Electronics Convenience Control Evaluation Team, Hyundai Motor Company, Gyeonggi 18280, Korea.
Sensors (Basel). 2021 Mar 31;21(7):2412. doi: 10.3390/s21072412.
The ongoing intense development of short-range radar systems and their improved capability of measuring small movements make these systems reliable solutions for the extraction of human vital signs in a contactless fashion. The continuous contactless monitoring of vital signs can be considered in a wide range of applications, such as remote healthcare solutions and context-aware smart sensor development. Currently, the provision of radar-recorded datasets of human vital signs is still an open issue. In this paper, we present a new frequency-modulated continuous wave (FMCW) radar-recorded vital sign dataset for 50 children aged less than 13 years. A clinically approved vital sign monitoring sensor was also deployed as a reference, and data from both sensors were time-synchronized. With the presented dataset, a new child age-group classification system based on GoogLeNet is proposed to develop a child safety sensor for smart vehicles. The radar-recorded vital signs of children are divided into several age groups, and the GoogLeNet framework is trained to predict the age of unknown human test subjects.
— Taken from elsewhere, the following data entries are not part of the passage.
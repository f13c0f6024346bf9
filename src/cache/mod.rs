//! Line diff cache
//!
//! Persists resolved line diffs per repository so later runs only ask the
//! repository for revisions they have never seen:
//!
//! - `repositories.json` maps a repository UUID to its cache file
//! - `cache_<uuid>.json` holds one entry per absolute repository path with
//!   the newest revision whose binary status is known, plus every resolved
//!   (revision, added, removed, binary) record
//!
//! Writes go to a temp file that is renamed into place. Load and save
//! failures are logged; the run continues with whatever is in memory.

pub mod paths;
mod registry;

pub use paths::{default_cache_dir, ensure_cache_dir};
pub use registry::RepositoryRegistry;

use crate::history::LogHistory;
use crate::models::RevisionNumber;
use crate::repository::{absolute_in_module, relative_to_module};
use anyhow::{Context, Result};
use serde::{Deserialize, Serialize};
use std::collections::BTreeMap;
use std::fs::{self, File};
use std::io::{BufReader, BufWriter};
use std::path::{Path, PathBuf};
use std::time::{Duration, Instant};
use tracing::{debug, info, warn};

/// Bump when the document layout changes
const CACHE_VERSION: u32 = 1;

/// Binary status of a path as of its latest known revision.
#[derive(Debug, Clone, Copy, PartialEq, Eq, Default, Serialize, Deserialize)]
#[serde(rename_all = "snake_case")]
pub enum BinaryStatus {
    #[default]
    Unknown,
    Binary,
    NotBinary,
}

impl From<bool> for BinaryStatus {
    fn from(binary: bool) -> Self {
        if binary {
            BinaryStatus::Binary
        } else {
            BinaryStatus::NotBinary
        }
    }
}

/// One resolved diff.
#[derive(Debug, Clone, Copy, PartialEq, Eq, Serialize, Deserialize)]
pub struct RevisionRecord {
    pub revision: RevisionNumber,
    pub added: u32,
    pub removed: u32,
    #[serde(default)]
    pub binary: bool,
}

/// Cached facts about one path.
#[derive(Debug, Clone, Default, PartialEq, Eq, Serialize, Deserialize)]
pub struct CacheEntry {
    pub latest_revision: RevisionNumber,
    pub status: BinaryStatus,
    #[serde(default)]
    pub revisions: Vec<RevisionRecord>,
}

impl CacheEntry {
    /// Moves the status forward; older or equal revisions leave it untouched.
    fn advance(&mut self, revision: RevisionNumber, status: BinaryStatus) -> bool {
        if revision > self.latest_revision {
            self.latest_revision = revision;
            self.status = status;
            true
        } else {
            false
        }
    }
}

#[derive(Debug, Clone, Serialize, Deserialize)]
struct CacheDocument {
    version: u32,
    uuid: String,
    #[serde(default)]
    files: BTreeMap<String, CacheEntry>,
}

impl CacheDocument {
    fn empty(uuid: &str) -> Self {
        Self {
            version: CACHE_VERSION,
            uuid: uuid.to_string(),
            files: BTreeMap::new(),
        }
    }
}

/// Counters for the run summary.
#[derive(Debug, Clone, Copy, Default, PartialEq, Eq, Serialize)]
pub struct CacheStats {
    pub files: usize,
    pub records: usize,
    pub binary_files: usize,
}

/// Durable (path, revision) -> line diff store for one repository.
///
/// Paths given to the public methods are module-relative; entries are keyed
/// by absolute repository path so the cache survives switching between
/// checkouts of different modules of the same repository.
pub struct LineDiffCache {
    module: String,
    cache_file: Option<PathBuf>,
    document: CacheDocument,
    dirty: bool,
    flush_interval: Duration,
    last_flush: Instant,
}

impl LineDiffCache {
    /// Opens the cache of repository `uuid` in `cache_dir`.
    pub fn open(cache_dir: &Path, uuid: &str, module: &str, flush_interval: Duration) -> Self {
        if let Err(e) = ensure_cache_dir(cache_dir) {
            warn!("Failed to create cache directory: {}", e);
        }

        let mut registry = RepositoryRegistry::load(cache_dir);
        let cache_file = match registry.cache_file(uuid) {
            Ok(path) => path,
            Err(e) => {
                warn!("Failed to register repository {}: {:#}", uuid, e);
                cache_dir.join(paths::cache_file_name(uuid))
            }
        };

        let document = match load_document(&cache_file, uuid) {
            Ok(Some(document)) => document,
            Ok(None) => CacheDocument::empty(uuid),
            Err(e) => {
                info!("Ignoring unreadable line diff cache: {:#}", e);
                CacheDocument::empty(uuid)
            }
        };
        debug!(
            "Loaded line diff cache {:?} with {} files",
            cache_file,
            document.files.len()
        );

        Self {
            module: module.to_string(),
            cache_file: Some(cache_file),
            document,
            dirty: false,
            flush_interval,
            last_flush: Instant::now(),
        }
    }

    /// A cache that is never written to disk.
    pub fn in_memory(uuid: &str, module: &str) -> Self {
        Self {
            module: module.to_string(),
            cache_file: None,
            document: CacheDocument::empty(uuid),
            dirty: false,
            flush_interval: Duration::MAX,
            last_flush: Instant::now(),
        }
    }

    pub fn cache_file(&self) -> Option<&Path> {
        self.cache_file.as_deref()
    }

    fn key(&self, path: &str) -> String {
        absolute_in_module(&self.module, path)
    }

    pub fn entry(&self, path: &str) -> Option<&CacheEntry> {
        self.document.files.get(&self.key(path))
    }

    /// True only if the cache knows `path` is binary at or after `revision`.
    pub fn is_binary(&self, path: &str, revision: RevisionNumber) -> bool {
        self.entry(path).is_some_and(|entry| {
            entry.latest_revision >= revision && entry.status == BinaryStatus::Binary
        })
    }

    /// Stores a resolved diff. The record is always appended; the status
    /// only moves forward.
    pub fn record_diff(
        &mut self,
        path: &str,
        revision: RevisionNumber,
        added: u32,
        removed: u32,
        binary: bool,
    ) {
        let key = self.key(path);
        let entry = self.document.files.entry(key).or_default();
        entry.revisions.push(RevisionRecord {
            revision,
            added,
            removed,
            binary,
        });
        entry.advance(revision, BinaryStatus::from(binary));
        self.dirty = true;
    }

    /// Overwrites binary status from working copy knowledge as of
    /// `as_of` and adds entries for files the cache has not seen yet.
    pub fn reconcile_binary_status<'p>(
        &mut self,
        files: impl IntoIterator<Item = (&'p str, bool)>,
        as_of: RevisionNumber,
    ) {
        let mut added = 0;
        let mut updated = 0;
        for (path, binary) in files {
            let key = self.key(path);
            let status = BinaryStatus::from(binary);
            match self.document.files.get_mut(&key) {
                Some(entry) => {
                    if as_of >= entry.latest_revision
                        && (entry.latest_revision != as_of || entry.status != status)
                    {
                        entry.latest_revision = as_of;
                        entry.status = status;
                        updated += 1;
                    }
                }
                None => {
                    self.document.files.insert(
                        key,
                        CacheEntry {
                            latest_revision: as_of,
                            status,
                            revisions: Vec::new(),
                        },
                    );
                    added += 1;
                }
            }
        }
        if added + updated > 0 {
            debug!(
                "Binary status reconciled at r{}: {} added, {} updated",
                as_of, added, updated
            );
            self.dirty = true;
        }
    }

    /// Copies every cached record onto the matching chain event. Returns
    /// the number of events filled in.
    pub fn apply_to(&self, log: &mut LogHistory) -> usize {
        let mut applied = 0;
        for (key, entry) in &self.document.files {
            let Some(path) = relative_to_module(&self.module, key) else {
                continue;
            };
            for record in &entry.revisions {
                if log.update_revision(&path, record.revision, record.added, record.removed) {
                    applied += 1;
                }
            }
            if entry.status == BinaryStatus::Binary {
                if let Some(history) = log.histories.get_mut(&path) {
                    if !history.is_binary()
                        && history.latest_revision().is_some_and(|r| r <= entry.latest_revision)
                    {
                        history.set_binary();
                    }
                }
            }
        }
        debug!("Applied {} cached line diffs", applied);
        applied
    }

    pub fn is_dirty(&self) -> bool {
        self.dirty
    }

    pub fn stats(&self) -> CacheStats {
        CacheStats {
            files: self.document.files.len(),
            records: self.document.files.values().map(|e| e.revisions.len()).sum(),
            binary_files: self
                .document
                .files
                .values()
                .filter(|e| e.status == BinaryStatus::Binary)
                .count(),
        }
    }

    /// Writes the document if it changed since the last save.
    pub fn save(&mut self) -> Result<()> {
        self.last_flush = Instant::now();
        let Some(cache_file) = self.cache_file.as_ref() else {
            self.dirty = false;
            return Ok(());
        };
        if !self.dirty {
            return Ok(());
        }

        let tmp_file = cache_file.with_extension("tmp");
        let file = File::create(&tmp_file).context("Failed to create temp cache file")?;
        serde_json::to_writer(BufWriter::new(file), &self.document)
            .context("Failed to write cache")?;
        fs::rename(&tmp_file, cache_file).context("Failed to rename temp cache")?;

        self.dirty = false;
        debug!("Saved line diff cache with {} files", self.document.files.len());
        Ok(())
    }

    /// Saves and logs a failure instead of returning it.
    pub fn flush(&mut self) {
        if let Err(e) = self.save() {
            warn!("Failed to save line diff cache: {:#}", e);
        }
    }

    /// Flushes when the flush interval has elapsed; true if it did.
    pub fn maybe_flush(&mut self) -> bool {
        if self.last_flush.elapsed() < self.flush_interval {
            return false;
        }
        self.flush();
        true
    }
}

impl Drop for LineDiffCache {
    fn drop(&mut self) {
        if let Err(e) = self.save() {
            warn!("Failed to save line diff cache on drop: {:#}", e);
        }
    }
}

fn load_document(cache_file: &Path, uuid: &str) -> Result<Option<CacheDocument>> {
    if !cache_file.exists() {
        debug!("No cache file found at {:?}", cache_file);
        return Ok(None);
    }

    let file = File::open(cache_file).context("Failed to open cache file")?;
    let document: CacheDocument =
        serde_json::from_reader(BufReader::new(file)).context("Failed to parse cache")?;

    if document.version != CACHE_VERSION {
        info!(
            "Cache version mismatch (got {}, expected {}), rebuilding",
            document.version, CACHE_VERSION
        );
        return Ok(None);
    }
    if document.uuid != uuid {
        info!(
            "Cache file belongs to repository {}, expected {}; rebuilding",
            document.uuid, uuid
        );
        return Ok(None);
    }
    Ok(Some(document))
}
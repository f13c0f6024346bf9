//! Repository access
//!
//! The history core only talks to the repository through two capabilities:
//!
//! - [`DiffProvider`] - line diffs between two revisions of a file, or for a
//!   whole revision at once
//! - [`RepositoryMetadata`] - working copy facts (line counts, node kinds,
//!   revisions, binary files) and repository identity
//!
//! Two implementations exist: [`SvnCommandLine`] shells out to the `svn`
//! client, [`MemoryRepository`] answers from in-memory fixtures.

pub mod diff_parse;
mod memory;
mod svn_cli;
mod working_copy;

pub use memory::MemoryRepository;
pub use svn_cli::{SvnCommandLine, SvnCredentials, MINIMUM_VERSION, MINIMUM_VERSION_PER_REVISION};
pub use working_copy::WorkingCopy;

use crate::models::{LineDiff, RevisionNumber};
use thiserror::Error;

/// Errors raised by repository capabilities
#[derive(Error, Debug)]
pub enum RepositoryError {
    /// The content type prevents textual diffing. Not a failure: callers
    /// record the file as binary with zero line changes.
    #[error("Cannot display: file marked as a binary type")]
    BinaryContent,

    #[error("Diff output for {path} (r{old} to r{new}) could not be interpreted")]
    InconclusiveDiff {
        path: String,
        old: RevisionNumber,
        new: RevisionNumber,
    },

    #[error("Could not get line count for '{path}': {reason}")]
    NoLineCount { path: String, reason: String },

    #[error("svn command failed: {command}: {message}")]
    CommandFailed { command: String, message: String },

    #[error("Subversion {found} found, but {required} or newer is required")]
    VersionMismatch { found: String, required: String },

    #[error("Repository metadata unavailable: {0}")]
    MissingMetadata(String),

    #[error("IO error: {0}")]
    Io(#[from] std::io::Error),
}

impl RepositoryError {
    pub fn is_binary(&self) -> bool {
        matches!(self, RepositoryError::BinaryContent)
    }
}

pub type RepositoryResult<T> = Result<T, RepositoryError>;

/// Line diff of one file inside a whole-revision diff.
#[derive(Debug, Clone, PartialEq, Eq)]
pub struct FileDiff {
    /// Module-relative path as printed by the diff.
    pub path: String,
    /// `None` when the diff could not be interpreted.
    pub lines: Option<LineDiff>,
    pub binary: bool,
}

/// "Diff between two points" capability.
pub trait DiffProvider: Send + Sync {
    /// Lines added/removed in `path` between `old` and `new`.
    fn line_diff(
        &self,
        old: RevisionNumber,
        new: RevisionNumber,
        path: &str,
    ) -> RepositoryResult<LineDiff>;

    /// Diffs of every file touched by `revision`.
    fn revision_diff(&self, revision: RevisionNumber) -> RepositoryResult<Vec<FileDiff>>;
}

/// "Repository metadata lookup" capability.
pub trait RepositoryMetadata: Send + Sync {
    /// Authoritative line count of `path` in the working copy.
    fn line_count(&self, path: &str) -> RepositoryResult<i64>;

    fn is_directory(&self, path: &str) -> bool;

    fn exists_in_working_copy(&self, path: &str) -> bool;

    /// Whether the working copy marks `path` as binary.
    fn is_binary(&self, path: &str) -> bool;

    /// Last changed revision of `path` in the working copy.
    fn working_revision(&self, path: &str) -> Option<RevisionNumber>;

    /// Revision of the working copy root.
    fn root_revision(&self) -> Option<RevisionNumber>;

    fn repository_uuid(&self) -> &str;

    /// Repository path of the working copy root, e.g. `/trunk`.
    fn module_name(&self) -> &str;

    /// Maps a repository path to a module-relative path; `None` when the
    /// path is outside the checked out module.
    fn absolute_to_relative(&self, absolute: &str) -> Option<String> {
        relative_to_module(self.module_name(), absolute)
    }
}

/// Strips `module` from a repository path.
pub fn relative_to_module(module: &str, absolute: &str) -> Option<String> {
    let absolute = absolute.strip_suffix('/').unwrap_or(absolute);
    let module = module.strip_suffix('/').unwrap_or(module);
    if absolute == module {
        return Some(".".to_string());
    }
    absolute
        .strip_prefix(module)?
        .strip_prefix('/')
        .filter(|rest| !rest.is_empty())
        .map(str::to_string)
}

/// Joins a module-relative path back onto `module`.
pub fn absolute_in_module(module: &str, relative: &str) -> String {
    let module = module.strip_suffix('/').unwrap_or(module);
    if relative == "." || relative.is_empty() {
        module.to_string()
    } else {
        format!("{}/{}", module, relative)
    }
}

#[cfg(test)]
mod tests {
    use super::*;

    #[test]
    fn test_relative_to_module() {
        assert_eq!(
            relative_to_module("/trunk", "/trunk/src/main.c").as_deref(),
            Some("src/main.c")
        );
        assert_eq!(relative_to_module("/trunk", "/trunk/").as_deref(), Some("."));
        assert_eq!(relative_to_module("/trunk", "/tags/1.0/main.c"), None);
        // Sibling directory sharing the module prefix
        assert_eq!(relative_to_module("/trunk", "/trunk2/main.c"), None);
        assert_eq!(
            relative_to_module("", "/trunk/main.c").as_deref(),
            Some("trunk/main.c")
        );
    }

    #[test]
    fn test_absolute_in_module() {
        assert_eq!(absolute_in_module("/trunk", "src/a.c"), "/trunk/src/a.c");
        assert_eq!(absolute_in_module("/trunk/", "."), "/trunk");
        assert_eq!(absolute_in_module("", "a.c"), "/a.c");
    }

    #[test]
    fn test_binary_classification() {
        assert!(RepositoryError::BinaryContent.is_binary());
        assert!(!RepositoryError::MissingMetadata("uuid".into()).is_binary());
    }
}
短程雷达系统的持续深入发展及其在测量微小运动方面能力的提高,使得这些系统成为非接触式提取人体生命体征的可靠解决方案。生命体征的连续非接触式监测可应用于广泛的领域,例如远程医疗解决方案和情境感知智能传感器的开发。目前,提供雷达记录的人体生命体征数据集仍然是一个悬而未决的问题。在本文中,我们提出了一个新的调频连续波(FMCW)雷达记录的生命体征数据集,其中包含 50 名年龄小于 13 岁的儿童。同时,还部署了一个经过临床认可的生命体征监测传感器作为参考,并对两个传感器的数据进行了时间同步。基于该数据集,我们提出了一个新的基于 GoogLeNet 的儿童年龄组分类系统,用于开发用于智能车辆的儿童安全传感器。我们将儿童的雷达记录生命体征分为几个年龄组,并使用 GoogLeNet 框架来预测未知人类测试对象的年龄。